The patient stated on 11-23-09 her pain was a 3 on a scale of 1-5 and was given no pain medication. On 11-24-09, the patient stated she had pain of 4. On 01-28-10 at 3:10 and 4:15, both RNs interviewed stated a 4 warranted severe pain. However, this patient was given the standing order of Darvocet. Both RNs were asked how did the RN know their patient was hurting and if their LPNs had provided any medications for the patients. They both stated, it was according to who the LPNs were. Some tell them if the patient has a problem and sometimes they do not know until report at 7:00 p.m. that night. When asked how can they take care of their patients that way, they both said, they can look at the veriscan and see if they have gotten anything for pain but sometimes they do not know until the next shift comes on. LPNs are not licensed to assess pain.

NURSING CARE PLAN

Tag No.: A0396

Based on staff interview and record review, the facility failed to develop and keep current a nursing Plan of Care (POC) for each patient.

Findings include:

Based on record review and staff interview, the facility failed to ensure that Registered Nurses (RNs) developed care plans with the patient involvement, failed to ensure that RNs were following through on assessing pain levels and administering pain medication as needed, communicating with the Licensed Practical Nurses (LPNs) in regard to their inability to assess pain, to notify the RN when pain is present and medication is given or needed in 4 of 4 patients, Patient #1, #2, #3, and #4.

Findings include:

In one of one patients reviewed the patient was getting IV dilaudid and the chart reflected a pain scale of 1. (1 being the lowest level of pain)

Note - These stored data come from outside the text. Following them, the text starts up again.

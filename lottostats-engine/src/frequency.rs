use serde::Serialize;

use lottostats_db::error::{Result, StatsError};
use lottostats_db::models::{DrawHistory, DrawResult, Pool};

#[derive(Debug, Clone, PartialEq, Serialize)]
pub struct NumberFrequency {
    pub number: u8,
    pub count: u32,
    pub percentage: f64,
    pub draws_since_last_drawn: u32,
}

pub(crate) fn ensure_pool(max_number: u8) -> Result<()> {
    if max_number == 0 {
        return Err(StatsError::InvalidSchema("pool maximum must be positive".into()));
    }
    Ok(())
}

/// Number of appearances of each number in `draws`, indexed by `number - 1`.
pub(crate) fn tally(draws: &[DrawResult], max_number: u8, pool: Pool) -> Result<Vec<u32>> {
    let mut counts = vec![0u32; max_number as usize];
    for draw in draws {
        for &n in pool.numbers_from(draw) {
            counts[slot(n, max_number, draw)?] += 1;
        }
    }
    Ok(counts)
}

pub(crate) fn slot(number: u8, max_number: u8, draw: &DrawResult) -> Result<usize> {
    if number < 1 || number > max_number {
        return Err(StatsError::OutOfRange {
            number,
            max: max_number,
            date: draw.date,
        });
    }
    Ok((number - 1) as usize)
}

/// Appearance count, share of draws and current gap for every number in `[1, max_number]`.
///
/// The result is in ascending number order and always has `max_number` entries;
/// use [`rank_by_count`] for a ranking.
pub fn calculate_frequency(history: &DrawHistory, max_number: u8, pool: Pool) -> Result<Vec<NumberFrequency>> {
    ensure_pool(max_number)?;
    let total = history.len();
    let mut counts = vec![0u32; max_number as usize];
    let mut last_seen: Vec<Option<usize>> = vec![None; max_number as usize];

    for (i, draw) in history.iter().enumerate() {
        for &n in pool.numbers_from(draw) {
            let idx = slot(n, max_number, draw)?;
            counts[idx] += 1;
            if last_seen[idx].is_none() {
                last_seen[idx] = Some(i);
            }
        }
    }

    let frequencies = (1..=max_number)
        .map(|n| {
            let idx = (n - 1) as usize;
            let count = counts[idx];
            let percentage = if total > 0 {
                count as f64 / total as f64 * 100.0
            } else {
                0.0
            };
            NumberFrequency {
                number: n,
                count,
                percentage,
                draws_since_last_drawn: last_seen[idx].unwrap_or(total) as u32,
            }
        })
        .collect();

    log::debug!("frequency: {} {} numbers over {} draws", max_number, pool.label(), total);
    Ok(frequencies)
}

/// Most drawn first; ties keep ascending number order.
pub fn rank_by_count(frequencies: &[NumberFrequency]) -> Vec<NumberFrequency> {
    let mut ranked = frequencies.to_vec();
    ranked.sort_by(|a, b| b.count.cmp(&a.count).then(a.number.cmp(&b.number)));
    ranked
}

/// 1-based position of `number` in [`rank_by_count`] order.
pub fn frequency_rank(frequencies: &[NumberFrequency], number: u8) -> Option<usize> {
    rank_by_count(frequencies)
        .iter()
        .position(|f| f.number == number)
        .map(|p| p + 1)
}
use chrono::NaiveDateTime;
use comfy_table::{Table, ContentArrangement, presets::UTF8_FULL, Cell, Color};
use textplots::Plot;

use crate::GameSummary;
use crate::import::ImportResult;
use lottostats_db::models::{DrawResult, Game, Pool};
use lottostats_engine::combinations::CombinationEntry;
use lottostats_engine::detail::NumberDetail;
use lottostats_engine::frequency::{NumberFrequency, rank_by_count};
use lottostats_engine::gaps::GapEntry;
use lottostats_engine::hot_cold::{Classification, HotColdEntry};
use lottostats_engine::quick_pick::QuickPick;
use lottostats_engine::recommend::RecommendedSet;
use lottostats_engine::ticket::TicketCheck;

fn new_table(header: Vec<&str>) -> Table {
    let mut table = Table::new();
    table
        .load_preset(UTF8_FULL)
        .set_content_arrangement(ContentArrangement::Dynamic)
        .set_header(header);
    table
}

fn format_numbers(numbers: &[u8]) -> String {
    numbers
        .iter()
        .map(|n| format!("{:2}", n))
        .collect::<Vec<_>>()
        .join(" - ")
}

fn format_bonus(bonus: Option<u8>) -> String {
    bonus.map(|b| format!("{:2}", b)).unwrap_or_else(|| "—".to_string())
}

fn class_color(class: Classification) -> Color {
    match class {
        Classification::Hot => Color::Red,
        Classification::Warm => Color::White,
        Classification::Cold => Color::Blue,
    }
}

fn pool_title(game: Game, pool: Pool) -> String {
    let schema = game.schema();
    let label = match pool {
        Pool::Main => "Main numbers",
        Pool::Bonus => game.bonus_label().unwrap_or("Bonus"),
    };
    format!("{label} (1-{})", schema.pool_max(pool))
}

pub fn display_draws(game: Game, draws: &[DrawResult]) {
    if draws.is_empty() {
        println!("No draws to display.");
        return;
    }

    let bonus_header = game.bonus_label().unwrap_or("Bonus");
    let mut table = new_table(vec!["Date", "Draw", "Numbers", bonus_header, "Multiplier"]);

    for draw in draws {
        let multiplier = draw
            .multiplier
            .map(|m| format!("{m}x"))
            .unwrap_or_else(|| "—".to_string());

        table.add_row(vec![
            draw.date.format("%Y-%m-%d %a").to_string(),
            draw.draw_time.map(|t| t.as_str()).unwrap_or("—").to_string(),
            format_numbers(&draw.sorted_numbers()),
            format_bonus(draw.bonus_number),
            multiplier,
        ]);
    }

    println!("{table}");
}

pub fn display_import_summary(game: Game, result: &ImportResult) {
    println!("{} import finished:", game.name());
    println!("  Records read       : {}", result.total_records);
    println!("  Inserted           : {}", result.inserted);
    println!("  Duplicates ignored : {}", result.duplicates);
    if result.invalid > 0 {
        println!("  Invalid (skipped)  : {}", result.invalid);
    }
    if result.off_schedule > 0 {
        println!("  Off-schedule dates : {}", result.off_schedule);
    }
}

pub fn display_frequency(game: Game, pool: Pool, frequencies: &[NumberFrequency], total_draws: usize) {
    println!("\n── {} · {} · {} draws ──", game.name(), pool_title(game, pool), total_draws);

    let mut table = new_table(vec!["Rank", "Number", "Count", "Frequency", "Draws since"]);
    for (i, f) in rank_by_count(frequencies).iter().enumerate() {
        table.add_row(vec![
            (i + 1).to_string(),
            format!("{:2}", f.number),
            f.count.to_string(),
            format!("{:.2}%", f.percentage),
            f.draws_since_last_drawn.to_string(),
        ]);
    }
    println!("{table}");
}

pub fn display_frequency_chart(frequencies: &[NumberFrequency]) {
    if frequencies.iter().all(|f| f.count == 0) {
        println!("  (No data to chart)");
        return;
    }
    let points: Vec<(f32, f32)> = frequencies
        .iter()
        .map(|f| (f.number as f32, f.count as f32))
        .collect();
    let x_max = frequencies.len() as f32 + 1.0;
    let shape = textplots::Shape::Bars(&points);
    let mut chart = textplots::Chart::new(160, 40, 0.0, x_max);
    println!("{}", chart.lineplot(&shape));
}

pub fn display_hot_cold(game: Game, pool: Pool, entries: &[HotColdEntry]) {
    println!("\n── {} · {} · momentum ──", game.name(), pool_title(game, pool));

    let mut sorted = entries.to_vec();
    sorted.sort_by(|a, b| {
        b.score
            .partial_cmp(&a.score)
            .unwrap_or(std::cmp::Ordering::Equal)
            .then(a.number.cmp(&b.number))
    });

    let mut table = new_table(vec!["Number", "Score", "Class"]);
    for e in &sorted {
        table.add_row(vec![
            Cell::new(format!("{:2}", e.number)),
            Cell::new(format!("{:.4}", e.score)),
            Cell::new(e.classification.to_string()).fg(class_color(e.classification)),
        ]);
    }
    println!("{table}");

    for class in [Classification::Hot, Classification::Cold] {
        let numbers: Vec<u8> = sorted
            .iter()
            .filter(|e| e.classification == class)
            .map(|e| e.number)
            .collect();
        println!("{class} ({}): {}", numbers.len(), format_numbers(&numbers));
    }
}

pub fn display_gaps(game: Game, pool: Pool, gaps: &[GapEntry], expected_interval: f64, top: usize) {
    println!(
        "\n── {} · {} · gaps (expected interval {:.1} draws) ──",
        game.name(),
        pool_title(game, pool),
        expected_interval
    );

    let mut sorted = gaps.to_vec();
    sorted.sort_by(|a, b| {
        b.overdue_ratio(expected_interval)
            .partial_cmp(&a.overdue_ratio(expected_interval))
            .unwrap_or(std::cmp::Ordering::Equal)
            .then(a.number.cmp(&b.number))
    });

    let mut table = new_table(vec!["Number", "Current", "Avg", "Min", "Max", "Seen", "Overdue"]);
    for g in sorted.iter().take(top) {
        let ratio = g.overdue_ratio(expected_interval);
        let color = if ratio >= 2.0 {
            Color::Red
        } else if ratio >= 1.0 {
            Color::Yellow
        } else {
            Color::White
        };
        table.add_row(vec![
            Cell::new(format!("{:2}", g.number)),
            Cell::new(g.current_gap),
            Cell::new(format!("{:.1}", g.avg_gap)),
            Cell::new(g.min_gap),
            Cell::new(g.max_gap),
            Cell::new(g.appearances),
            Cell::new(format!("{:.2}x", ratio)).fg(color),
        ]);
    }
    println!("{table}");
}

pub fn display_combinations<const K: usize>(title: &str, entries: &[CombinationEntry<K>], examined: usize) {
    println!("\n── {title} · {examined} draws examined ──");
    if entries.is_empty() {
        println!("No combinations found.");
        return;
    }

    let mut table = new_table(vec!["#", "Numbers", "Count", "Frequency"]);
    for (i, e) in entries.iter().enumerate() {
        table.add_row(vec![
            (i + 1).to_string(),
            format_numbers(&e.numbers),
            e.count.to_string(),
            format!("{:.2}%", e.percentage),
        ]);
    }
    println!("{table}");
}

pub fn display_recommendations(game: Game, strategy: &str, description: &str, sets: &[RecommendedSet]) {
    println!("\n🎲 {} · {strategy}", game.name());
    if !description.is_empty() {
        println!("   {description}");
    }

    let bonus_header = game.bonus_label().unwrap_or("Bonus");
    let mut table = new_table(vec!["#", "Numbers", bonus_header, "Score"]);
    for (i, set) in sets.iter().enumerate() {
        let color = if i == 0 { Color::Green } else { Color::White };
        table.add_row(vec![
            Cell::new(format!("{}", i + 1)).fg(color),
            Cell::new(format_numbers(&set.numbers)).fg(color),
            Cell::new(format_bonus(set.bonus)).fg(Color::Yellow),
            Cell::new(format!("{:.4}", set.score)),
        ]);
    }
    println!("{table}");
}

pub fn display_number_detail(game: Game, detail: &NumberDetail) {
    println!("\n── {} · {} · number {} ──", game.name(), pool_title(game, detail.pool), detail.number);

    let mut table = new_table(vec!["Metric", "Value"]);
    table.add_row(vec![
        "Times drawn".to_string(),
        format!("{} ({:.2}%)", detail.frequency.count, detail.frequency.percentage),
    ]);
    table.add_row(vec!["Rank".to_string(), format!("{} of {}", detail.rank, detail.pool_size)]);
    table.add_row(vec![
        Cell::new("Momentum"),
        Cell::new(format!("{} ({:.4})", detail.hot_cold.classification, detail.hot_cold.score))
            .fg(class_color(detail.hot_cold.classification)),
    ]);
    table.add_row(vec!["Draws since last drawn".to_string(), detail.gap.current_gap.to_string()]);
    table.add_row(vec![
        "Gap avg / min / max".to_string(),
        format!("{:.1} / {} / {}", detail.gap.avg_gap, detail.gap.min_gap, detail.gap.max_gap),
    ]);
    table.add_row(vec!["Overdue ratio".to_string(), format!("{:.2}x", detail.overdue_ratio)]);
    println!("{table}");

    if !detail.pairings.is_empty() {
        println!("\nMost frequent partners:");
        let mut table = new_table(vec!["Partner", "Together", "Frequency"]);
        for p in &detail.pairings {
            table.add_row(vec![
                format!("{:2}", p.partner),
                p.count.to_string(),
                format!("{:.2}%", p.percentage),
            ]);
        }
        println!("{table}");
    }

    if !detail.recent_appearances.is_empty() {
        println!("\nRecent appearances:");
        display_draws(game, &detail.recent_appearances);
    }
}

pub fn display_ticket_checks(game: Game, numbers: &[u8], bonus: Option<u8>, checks: &[(&DrawResult, TicketCheck)]) {
    let schema = game.schema();
    println!("\nTicket: {}  {}", format_numbers(numbers), format_bonus(bonus));
    if checks.is_empty() {
        println!("No draws to check against.");
        return;
    }

    let bonus_header = game.bonus_label().unwrap_or("Bonus");
    let mut table = new_table(vec!["Draw", "Numbers", "Matched", bonus_header]);
    for (draw, check) in checks {
        let color = if check.is_jackpot(schema.main_count) {
            Color::Green
        } else if check.main_matches >= 3 {
            Color::Yellow
        } else {
            Color::White
        };
        let bonus_cell = match check.bonus_match {
            Some(true) => "✓",
            Some(false) => "✗",
            None => "—",
        };
        table.add_row(vec![
            Cell::new(draw.key_label()),
            Cell::new(format!("{}  {}", format_numbers(&draw.sorted_numbers()), format_bonus(draw.bonus_number))),
            Cell::new(format!("{} ({})", check.main_matches, format_numbers(&check.matched))).fg(color),
            Cell::new(bonus_cell),
        ]);
    }
    println!("{table}");
}

pub fn display_quick_picks(game: Game, picks: &[QuickPick]) {
    println!("\n🎲 {} · quick pick", game.name());
    let bonus_header = game.bonus_label().unwrap_or("Bonus");
    let mut table = new_table(vec!["#", "Numbers", bonus_header]);
    for (i, pick) in picks.iter().enumerate() {
        table.add_row(vec![
            Cell::new(format!("{}", i + 1)),
            Cell::new(format_numbers(&pick.numbers)),
            Cell::new(format_bonus(pick.bonus)).fg(Color::Yellow),
        ]);
    }
    println!("{table}");
}

/// `next_draws` holds each game's next drawing in Eastern time.
pub fn display_odds(next_draws: &[(Game, NaiveDateTime)]) {
    let mut table = new_table(vec!["Game", "Format", "Draw days", "Draw time", "Next draw", "Jackpot odds"]);
    for &(game, next) in next_draws {
        let schema = game.schema();
        let format = match game.bonus_label() {
            Some(label) => format!("{}/{} + {label} 1/{}", schema.main_count, schema.main_max, schema.bonus_max),
            None => format!("{}/{}", schema.main_count, schema.main_max),
        };
        let days = if game.draw_days().len() == 7 {
            "Daily".to_string()
        } else {
            game.draw_days().iter().map(|d| d.to_string()).collect::<Vec<_>>().join(", ")
        };
        let days = if game.draws_per_day() > 1 {
            format!("{days} (x{})", game.draws_per_day())
        } else {
            days
        };
        table.add_row(vec![
            game.name().to_string(),
            format,
            days,
            game.draw_time().to_string(),
            next.format("%a %Y-%m-%d %H:%M ET").to_string(),
            format!("1 in {}", group_thousands(game.jackpot_odds())),
        ]);
    }
    println!("{table}");
}

fn group_thousands(n: u128) -> String {
    let digits = n.to_string();
    let mut out = String::with_capacity(digits.len() + digits.len() / 3);
    for (i, c) in digits.chars().enumerate() {
        if i > 0 && (digits.len() - i) % 3 == 0 {
            out.push(',');
        }
        out.push(c);
    }
    out
}

pub fn display_summary(summaries: &[GameSummary]) {
    let mut table = new_table(vec!["Game", "Draws", "Latest", "Hot", "Cold", "Most overdue", "Top pick"]);
    for s in summaries {
        let latest = s
            .latest
            .as_ref()
            .map(|d| format!("{}  {}", d.key_label(), format_numbers(&d.sorted_numbers())))
            .unwrap_or_else(|| "—".to_string());
        let top_pick = s
            .top_pick
            .as_ref()
            .map(|set| format!("{}  {}", format_numbers(&set.numbers), format_bonus(set.bonus)))
            .unwrap_or_else(|| "—".to_string());
        table.add_row(vec![
            Cell::new(s.game.name()),
            Cell::new(s.draws),
            Cell::new(latest),
            Cell::new(format_numbers(&s.hot)).fg(Color::Red),
            Cell::new(format_numbers(&s.cold)).fg(Color::Blue),
            Cell::new(format_numbers(&s.overdue)),
            Cell::new(top_pick).fg(Color::Green),
        ]);
    }
    println!("{table}");
}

In 3of 4 charts all intakes and outputs are not documented. On January 28, 2010, in 3 interviews with staff on the 5th floor, they stated intakes and outputs are done on everyone since it is a renal floor. There does not have to be an order it is protocol.

In document review, in 4 of 4 charts, the person looking at the patient and assessing if pain medication worked is a LPN, who is not licensed to assess. The Registered Nurses interviewed on January 28, 2010, stated often they do not know what the LPNs are doing until report time at 7:00 PM. That is not supervision by a registered nurse.

Cross Refer to A395 for the facility's failure to develop and keep a current POC on patients.

Record review revealed no documented evidence of a POC reflecting a need for Percocet or additional pain medication for Pyleonephritis. Intake and output was not charted on this and other patients in which record review was performed.